- **Dataset entries**:
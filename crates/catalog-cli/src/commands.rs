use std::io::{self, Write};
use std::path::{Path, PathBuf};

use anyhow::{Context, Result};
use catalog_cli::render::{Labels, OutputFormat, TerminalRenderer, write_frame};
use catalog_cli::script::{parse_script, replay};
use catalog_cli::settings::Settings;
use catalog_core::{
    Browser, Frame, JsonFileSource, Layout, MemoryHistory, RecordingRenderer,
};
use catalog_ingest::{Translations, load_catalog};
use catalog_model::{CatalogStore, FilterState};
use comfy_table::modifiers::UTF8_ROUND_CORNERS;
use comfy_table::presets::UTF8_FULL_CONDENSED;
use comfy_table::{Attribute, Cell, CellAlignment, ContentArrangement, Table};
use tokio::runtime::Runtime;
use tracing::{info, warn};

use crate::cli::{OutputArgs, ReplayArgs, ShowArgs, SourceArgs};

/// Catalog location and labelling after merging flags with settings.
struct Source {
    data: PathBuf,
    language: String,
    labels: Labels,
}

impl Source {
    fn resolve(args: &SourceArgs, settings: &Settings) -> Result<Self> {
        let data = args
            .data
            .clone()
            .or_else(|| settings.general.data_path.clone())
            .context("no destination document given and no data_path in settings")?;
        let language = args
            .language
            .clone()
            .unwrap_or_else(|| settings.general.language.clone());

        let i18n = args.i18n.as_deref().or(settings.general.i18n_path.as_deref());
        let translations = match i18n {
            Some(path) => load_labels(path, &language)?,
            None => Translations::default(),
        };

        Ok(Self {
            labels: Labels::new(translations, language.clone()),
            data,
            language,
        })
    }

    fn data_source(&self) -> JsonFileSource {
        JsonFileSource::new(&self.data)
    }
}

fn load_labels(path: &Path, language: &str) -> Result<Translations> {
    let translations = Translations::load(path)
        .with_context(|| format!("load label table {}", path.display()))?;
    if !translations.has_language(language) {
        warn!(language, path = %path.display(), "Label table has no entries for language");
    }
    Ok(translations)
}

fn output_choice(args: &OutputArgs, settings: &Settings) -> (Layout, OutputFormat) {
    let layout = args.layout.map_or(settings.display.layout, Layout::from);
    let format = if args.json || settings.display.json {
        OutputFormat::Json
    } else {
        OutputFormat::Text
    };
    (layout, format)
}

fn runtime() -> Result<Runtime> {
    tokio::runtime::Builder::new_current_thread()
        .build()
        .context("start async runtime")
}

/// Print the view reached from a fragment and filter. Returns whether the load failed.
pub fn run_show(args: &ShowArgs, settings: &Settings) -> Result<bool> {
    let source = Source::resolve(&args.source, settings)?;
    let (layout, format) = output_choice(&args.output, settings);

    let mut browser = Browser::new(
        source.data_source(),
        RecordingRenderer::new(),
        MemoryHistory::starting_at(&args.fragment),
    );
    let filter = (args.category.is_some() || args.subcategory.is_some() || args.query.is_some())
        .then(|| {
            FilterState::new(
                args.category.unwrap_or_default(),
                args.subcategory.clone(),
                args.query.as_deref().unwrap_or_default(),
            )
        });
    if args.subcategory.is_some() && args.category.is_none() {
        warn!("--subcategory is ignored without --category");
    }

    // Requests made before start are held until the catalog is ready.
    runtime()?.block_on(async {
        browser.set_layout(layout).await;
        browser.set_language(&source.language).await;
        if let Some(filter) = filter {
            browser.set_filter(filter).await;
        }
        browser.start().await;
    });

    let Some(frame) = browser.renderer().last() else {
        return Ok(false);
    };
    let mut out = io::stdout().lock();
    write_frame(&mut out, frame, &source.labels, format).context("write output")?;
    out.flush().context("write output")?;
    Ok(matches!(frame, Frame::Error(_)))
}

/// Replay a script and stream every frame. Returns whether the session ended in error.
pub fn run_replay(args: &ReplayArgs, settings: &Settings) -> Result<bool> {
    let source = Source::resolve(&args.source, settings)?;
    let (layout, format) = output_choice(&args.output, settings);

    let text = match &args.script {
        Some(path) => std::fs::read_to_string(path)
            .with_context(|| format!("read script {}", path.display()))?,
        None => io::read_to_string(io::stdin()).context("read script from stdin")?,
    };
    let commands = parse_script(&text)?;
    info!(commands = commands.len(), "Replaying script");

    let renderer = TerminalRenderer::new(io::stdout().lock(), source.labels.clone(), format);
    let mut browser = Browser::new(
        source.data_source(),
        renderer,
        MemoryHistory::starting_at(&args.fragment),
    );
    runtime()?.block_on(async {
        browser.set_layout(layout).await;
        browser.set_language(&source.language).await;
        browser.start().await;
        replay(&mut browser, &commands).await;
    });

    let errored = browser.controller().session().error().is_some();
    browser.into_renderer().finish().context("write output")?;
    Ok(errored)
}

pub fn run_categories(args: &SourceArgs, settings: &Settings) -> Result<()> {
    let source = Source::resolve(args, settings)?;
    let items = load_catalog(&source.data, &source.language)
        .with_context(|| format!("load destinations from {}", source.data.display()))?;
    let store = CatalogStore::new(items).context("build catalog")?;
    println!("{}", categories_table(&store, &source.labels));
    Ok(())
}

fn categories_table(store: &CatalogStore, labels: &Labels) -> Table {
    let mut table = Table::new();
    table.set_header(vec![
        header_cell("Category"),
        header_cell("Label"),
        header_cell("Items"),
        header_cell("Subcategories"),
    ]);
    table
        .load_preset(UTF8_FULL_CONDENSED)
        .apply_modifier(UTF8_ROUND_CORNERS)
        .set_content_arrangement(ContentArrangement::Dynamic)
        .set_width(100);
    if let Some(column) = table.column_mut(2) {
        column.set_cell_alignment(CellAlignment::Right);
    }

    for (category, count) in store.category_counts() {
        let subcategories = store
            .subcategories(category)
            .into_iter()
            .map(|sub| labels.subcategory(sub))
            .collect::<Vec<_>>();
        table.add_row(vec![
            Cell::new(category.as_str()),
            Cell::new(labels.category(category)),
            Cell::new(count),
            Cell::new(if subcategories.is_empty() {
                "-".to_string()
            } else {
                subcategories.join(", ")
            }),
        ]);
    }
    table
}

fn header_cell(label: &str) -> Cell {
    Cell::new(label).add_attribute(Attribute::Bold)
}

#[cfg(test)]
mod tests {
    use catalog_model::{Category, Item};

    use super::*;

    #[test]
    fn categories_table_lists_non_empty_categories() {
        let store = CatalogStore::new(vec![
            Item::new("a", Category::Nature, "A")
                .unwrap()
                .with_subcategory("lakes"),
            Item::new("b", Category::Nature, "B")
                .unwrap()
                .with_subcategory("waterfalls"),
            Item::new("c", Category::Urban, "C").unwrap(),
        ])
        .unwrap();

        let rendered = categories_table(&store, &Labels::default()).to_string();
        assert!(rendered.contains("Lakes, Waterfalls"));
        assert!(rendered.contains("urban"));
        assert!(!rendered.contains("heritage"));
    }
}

- **EXERCISE INSTRUCTIONS**:
Every single line of the data above must be set down again exactly.

- **WRITTEN SOLUTION**:
filename crates/catalog-cli/src/commands.rs
use std::io::{self, Write};
use std::path::{Path, PathBuf};

use anyhow::{Context, Result};
use catalog_cli::render::{Labels, OutputFormat, TerminalRenderer, write_frame};
use catalog_cli::script::{parse_script, replay};
use catalog_cli::settings::Settings;
use catalog_core::{
    Browser, Frame, JsonFileSource, Layout, MemoryHistory, RecordingRenderer,
};
use catalog_ingest::{Translations, load_catalog};
use catalog_model::{CatalogStore, FilterState};
use comfy_table::modifiers::UTF8_ROUND_CORNERS;
use comfy_table::presets::UTF8_FULL_CONDENSED;
use comfy_table::{Attribute, Cell, CellAlignment, ContentArrangement, Table};
use tokio::runtime::Runtime;
use tracing::{info, warn};

use crate::cli::{OutputArgs, ReplayArgs, ShowArgs, SourceArgs};

/// Catalog location and labelling after merging flags with settings.
struct Source {
    data: PathBuf,
    language: String,
    labels: Labels,
}

impl Source {
    fn resolve(args: &SourceArgs, settings: &Settings) -> Result<Self> {
        let data = args
            .data
            .clone()
            .or_else(|| settings.general.data_path.clone())
            .context("no destination document given and no data_path in settings")?;
        let language = args
            .language
            .clone()
            .unwrap_or_else(|| settings.general.language.clone());

        let i18n = args.i18n.as_deref().or(settings.general.i18n_path.as_deref());
        let translations = match i18n {
            Some(path) => load_labels(path, &language)?,
            None => Translations::default(),
        };

        Ok(Self {
            labels: Labels::new(translations, language.clone()),
            data,
            language,
        })
    }

    fn data_source(&self) -> JsonFileSource {
        JsonFileSource::new(&self.data)
    }
}

fn load_labels(path: &Path, language: &str) -> Result<Translations> {
    let translations = Translations::load(path)
        .with_context(|| format!("load label table {}", path.display()))?;
    if !translations.has_language(language) {
        warn!(language, path = %path.display(), "Label table has no entries for language");
    }
    Ok(translations)
}

fn output_choice(args: &OutputArgs, settings: &Settings) -> (Layout, OutputFormat) {
    let layout = args.layout.map_or(settings.display.layout, Layout::from);
    let format = if args.json || settings.display.json {
        OutputFormat::Json
    } else {
        OutputFormat::Text
    };
    (layout, format)
}

fn runtime() -> Result<Runtime> {
    tokio::runtime::Builder::new_current_thread()
        .build()
        .context("start async runtime")
}

/// Print the view reached from a fragment and filter. Returns whether the load failed.
pub fn run_show(args: &ShowArgs, settings: &Settings) -> Result<bool> {
    let source = Source::resolve(&args.source, settings)?;
    let (layout, format) = output_choice(&args.output, settings);

    let mut browser = Browser::new(
        source.data_source(),
        RecordingRenderer::new(),
        MemoryHistory::starting_at(&args.fragment),
    );
    let filter = (args.category.is_some() || args.subcategory.is_some() || args.query.is_some())
        .then(|| {
            FilterState::new(
                args.category.unwrap_or_default(),
                args.subcategory.clone(),
                args.query.as_deref().unwrap_or_default(),
            )
        });
    if args.subcategory.is_some() && args.category.is_none() {
        warn!("--subcategory is ignored without --category");
    }

    // Requests made before start are held until the catalog is ready.
    runtime()?.block_on(async {
        browser.set_layout(layout).await;
        browser.set_language(&source.language).await;
        if let Some(filter) = filter {
            browser.set_filter(filter).await;
        }
        browser.start().await;
    });

    let Some(frame) = browser.renderer().last() else {
        return Ok(false);
    };
    let mut out = io::stdout().lock();
    write_frame(&mut out, frame, &source.labels, format).context("write output")?;
    out.flush().context("write output")?;
    Ok(matches!(frame, Frame::Error(_)))
}

/// Replay a script and stream every frame. Returns whether the session ended in error.
pub fn run_replay(args: &ReplayArgs, settings: &Settings) -> Result<bool> {
    let source = Source::resolve(&args.source, settings)?;
    let (layout, format) = output_choice(&args.output, settings);

    let text = match &args.script {
        Some(path) => std::fs::read_to_string(path)
            .with_context(|| format!("read script {}", path.display()))?,
        None => io::read_to_string(io::stdin()).context("read script from stdin")?,
    };
    let commands = parse_script(&text)?;
    info!(commands = commands.len(), "Replaying script");

    let renderer = TerminalRenderer::new(io::stdout().lock(), source.labels.clone(), format);
    let mut browser = Browser::new(
        source.data_source(),
        renderer,
        MemoryHistory::starting_at(&args.fragment),
    );
    runtime()?.block_on(async {
        browser.set_layout(layout).await;
        browser.set_language(&source.language).await;
        browser.start().await;
        replay(&mut browser, &commands).await;
    });

    let errored = browser.controller().session().error().is_some();
    browser.into_renderer().finish().context("write output")?;
    Ok(errored)
}

pub fn run_categories(args: &SourceArgs, settings: &Settings) -> Result<()> {
    let source = Source::resolve(args, settings)?;
    let items = load_catalog(&source.data, &source.language)
        .with_context(|| format!("load destinations from {}", source.data.display()))?;
    let store = CatalogStore::new(items).context("build catalog")?;
    println!("{}", categories_table(&store, &source.labels));
    Ok(())
}

fn categories_table(store: &CatalogStore, labels: &Labels) -> Table {
    let mut table = Table::new();
    table.set_header(vec![
        header_cell("Category"),
        header_cell("Label"),
        header_cell("Items"),
        header_cell("Subcategories"),
    ]);
    table
        .load_preset(UTF8_FULL_CONDENSED)
        .apply_modifier(UTF8_ROUND_CORNERS)
        .set_content_arrangement(ContentArrangement::Dynamic)
        .set_width(100);
    if let Some(column) = table.column_mut(2) {
        column.set_cell_alignment(CellAlignment::Right);
    }

    for (category, count) in store.category_counts() {
        let subcategories = store
            .subcategories(category)
            .into_iter()
            .map(|sub| labels.subcategory(sub))
            .collect::<Vec<_>>();
        table.add_row(vec![
            Cell::new(category.as_str()),
            Cell::new(labels.category(category)),
            Cell::new(count),
            Cell::new(if subcategories.is_empty() {
                "-".to_string()
            } else {
                subcategories.join(", ")
            }),
        ]);
    }
    table
}

fn header_cell(label: &str) -> Cell {
    Cell::new(label).add_attribute(Attribute::Bold)
}

#[cfg(test)]
mod tests {
    use catalog_model::{Category, Item};

    use super::*;

    #[test]
    fn categories_table_lists_non_empty_categories() {
        let store = CatalogStore::new(vec![
            Item::new("a", Category::Nature, "A")
                .unwrap()
                .with_subcategory("lakes"),
            Item::new("b", Category::Nature, "B")
                .unwrap()
                .with_subcategory("waterfalls"),
            Item::new("c", Category::Urban, "C").unwrap(),
        ])
        .unwrap();

        let rendered = categories_table(&store, &Labels::default()).to_string();
        assert!(rendered.contains("Lakes, Waterfalls"));
        assert!(rendered.contains("urban"));
        assert!(!rendered.contains("heritage"));
    }
}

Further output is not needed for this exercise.